*** Opening ENTRIES SHOWN ***

//! Common data types
//!
//! The movie record shape shared across the data module.

use crate::data::genres;
use serde::{Deserialize, Serialize};

// =============================================================================
// Genre
// =============================================================================

/// A movie genre as reported by the detail endpoint
#[derive(Debug, Clone, Serialize, Deserialize, PartialEq, Eq)]
pub struct Genre {
    pub id: u32,
    pub name: String,
}

impl Genre {
    /// Create a new genre
    pub fn new(id: u32, name: impl Into<String>) -> Self {
        Self {
            id,
            name: name.into(),
        }
    }
}

// =============================================================================
// Movie - superset of the API's list and detail shapes
// =============================================================================

/// A movie record from the remote directory
///
/// The API serves two shapes: list items (search/discover/trending) carry
/// `genre_ids`, the detail endpoint carries `runtime` and `genres`. This
/// struct is the union of both; the side a response didn't send stays `None`.
/// Fields are passed through as received, without validation.
#[derive(Debug, Clone, Serialize, Deserialize, PartialEq)]
pub struct Movie {
    /// Unique identifier assigned by the directory
    pub id: u64,

    /// Display title
    #[serde(default)]
    pub title: String,

    /// Relative poster image path (may be null or empty)
    #[serde(default, skip_serializing_if = "Option::is_none")]
    pub poster_path: Option<String>,

    /// Plot summary
    #[serde(default)]
    pub overview: String,

    /// ISO release date, or empty when unknown
    #[serde(default)]
    pub release_date: String,

    /// Average rating on a 0-10 scale
    #[serde(default)]
    pub vote_average: f64,

    /// Runtime in minutes (detail shape only)
    #[serde(default, skip_serializing_if = "Option::is_none")]
    pub runtime: Option<u32>,

    /// Full genre records (detail shape only)
    #[serde(default, skip_serializing_if = "Option::is_none")]
    pub genres: Option<Vec<Genre>>,

    /// Genre ids (list shape only)
    #[serde(default, skip_serializing_if = "Option::is_none")]
    pub genre_ids: Option<Vec<u32>>,
}

impl Movie {
    /// Create a movie with minimal info
    pub fn new(id: u64, title: impl Into<String>) -> Self {
        Self {
            id,
            title: title.into(),
            poster_path: None,
            overview: String::new(),
            release_date: String::new(),
            vote_average: 0.0,
            runtime: None,
            genres: None,
            genre_ids: None,
        }
    }

    /// Set the poster path
    pub fn with_poster(mut self, poster_path: impl Into<String>) -> Self {
        self.poster_path = Some(poster_path.into());
        self
    }

    /// Set overview and release date
    pub fn with_summary(
        mut self,
        overview: impl Into<String>,
        release_date: impl Into<String>,
    ) -> Self {
        self.overview = overview.into();
        self.release_date = release_date.into();
        self
    }

    /// Set the average rating
    pub fn with_rating(mut self, vote_average: f64) -> Self {
        self.vote_average = vote_average;
        self
    }

    /// Set detail-shape fields (runtime and full genres)
    pub fn with_detail(mut self, runtime: u32, genres: Vec<Genre>) -> Self {
        self.runtime = Some(runtime);
        self.genres = Some(genres);
        self
    }

    /// Set list-shape genre ids
    pub fn with_genre_ids(mut self, genre_ids: Vec<u32>) -> Self {
        self.genre_ids = Some(genre_ids);
        self
    }

    /// Whether this record came from the detail endpoint
    pub fn is_detail(&self) -> bool {
        self.runtime.is_some() || self.genres.is_some()
    }

    /// Resolve genre display names from whichever shape this record carries
    ///
    /// Detail records use their embedded `genres`; list records map
    /// `genre_ids` through the static table. Unknown ids are skipped.
    pub fn genre_names(&self) -> Vec<&str> {
        if let Some(ref full) = self.genres {
            return full.iter().map(|g| g.name.as_str()).collect();
        }
        if let Some(ref ids) = self.genre_ids {
            return ids.iter().filter_map(|id| genres::name_of(*id)).collect();
        }
        Vec::new()
    }
}

#[cfg(test)]
mod tests {
    use super::*;

    #[test]
    fn test_movie_creation() {
        let movie = Movie::new(603, "The Matrix");
        assert_eq!(movie.id, 603);
        assert_eq!(movie.title, "The Matrix");
        assert_eq!(movie.poster_path, None);
        assert!(!movie.is_detail());
    }

    #[test]
    fn test_movie_builder() {
        let movie = Movie::new(603, "The Matrix")
            .with_poster("/matrix.jpg")
            .with_summary("A hacker learns the truth.", "1999-03-31")
            .with_rating(8.2)
            .with_detail(136, vec![Genre::new(28, "Action")]);

        assert_eq!(movie.poster_path, Some("/matrix.jpg".to_string()));
        assert_eq!(movie.overview, "A hacker learns the truth.");
        assert_eq!(movie.release_date, "1999-03-31");
        assert_eq!(movie.vote_average, 8.2);
        assert_eq!(movie.runtime, Some(136));
        assert!(movie.is_detail());
    }

    #[test]
    fn test_genre_names_from_detail_shape() {
        let movie = Movie::new(1, "Test").with_detail(
            100,
            vec![Genre::new(28, "Action"), Genre::new(35, "Comedy")],
        );
        assert_eq!(movie.genre_names(), vec!["Action", "Comedy"]);
    }

    #[test]
    fn test_genre_names_from_list_shape() {
        let movie = Movie::new(1, "Test").with_genre_ids(vec![27, 18]);
        assert_eq!(movie.genre_names(), vec!["Horror", "Drama"]);
    }

    #[test]
    fn test_genre_names_skips_unknown_ids() {
        let movie = Movie::new(1, "Test").with_genre_ids(vec![28, 424242]);
        assert_eq!(movie.genre_names(), vec!["Action"]);
    }

    #[test]
    fn test_genre_names_without_genres() {
        let movie = Movie::new(1, "Test");
        assert!(movie.genre_names().is_empty());
    }

    #[test]
    fn test_deserialize_list_shape() {
        let json = r#"{
            "id": 603,
            "title": "The Matrix",
            "poster_path": "/matrix.jpg",
            "overview": "A hacker learns the truth.",
            "release_date": "1999-03-31",
            "vote_average": 8.2,
            "genre_ids": [28, 878]
        }"#;
        let movie: Movie = serde_json::from_str(json).unwrap();
        assert_eq!(movie.id, 603);
        assert_eq!(movie.genre_ids, Some(vec![28, 878]));
        assert_eq!(movie.runtime, None);
        assert_eq!(movie.genres, None);
        assert!(!movie.is_detail());
    }

    #[test]
    fn test_deserialize_detail_shape() {
        let json = r#"{
            "id": 603,
            "title": "The Matrix",
            "runtime": 136,
            "genres": [{"id": 28, "name": "Action"}, {"id": 878, "name": "Science Fiction"}]
        }"#;
        let movie: Movie = serde_json::from_str(json).unwrap();
        assert_eq!(movie.runtime, Some(136));
        assert_eq!(movie.genres.as_ref().unwrap().len(), 2);
        assert_eq!(movie.genre_ids, None);
        assert!(movie.is_detail());
    }

    #[test]
    fn test_deserialize_minimal() {
        // Only the id is required; everything else defaults
        let movie: Movie = serde_json::from_str(r#"{"id": 42}"#).unwrap();
        assert_eq!(movie.id, 42);
        assert_eq!(movie.title, "");
        assert_eq!(movie.release_date, "");
        assert_eq!(movie.vote_average, 0.0);
        assert_eq!(movie.poster_path, None);
    }

    #[test]
    fn test_deserialize_null_poster() {
        let movie: Movie = serde_json::from_str(r#"{"id": 7, "poster_path": null}"#).unwrap();
        assert_eq!(movie.poster_path, None);
    }

    #[test]
    fn test_deserialize_extra_fields_ignored() {
        let json = r#"{
            "id": 7,
            "title": "Extra",
            "popularity": 99.5,
            "original_language": "en",
            "adult": false
        }"#;
        let movie: Movie = serde_json::from_str(json).unwrap();
        assert_eq!(movie.title, "Extra");
    }

    #[test]
    fn test_serialize_skips_absent_shape_fields() {
        let movie = Movie::new(1, "Lean");
        let json = serde_json::to_string(&movie).unwrap();
        assert!(!json.contains("runtime"));
        assert!(!json.contains("genre_ids"));
        assert!(!json.contains("poster_path"));
    }

    #[test]
    fn test_roundtrip_preserves_shape() {
        let movie = Movie::new(603, "The Matrix")
            .with_rating(8.2)
            .with_genre_ids(vec![28, 878]);
        let json = serde_json::to_string(&movie).unwrap();
        let back: Movie = serde_json::from_str(&json).unwrap();
        assert_eq!(back, movie);
    }
}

*** Closing ENTRIES SHOWN ***

Lines that contain "Create" are to be copied from the records above.

> _SOLUTION TO THIS TASK_
    /// Create a new genre
    /// Create a movie with minimal info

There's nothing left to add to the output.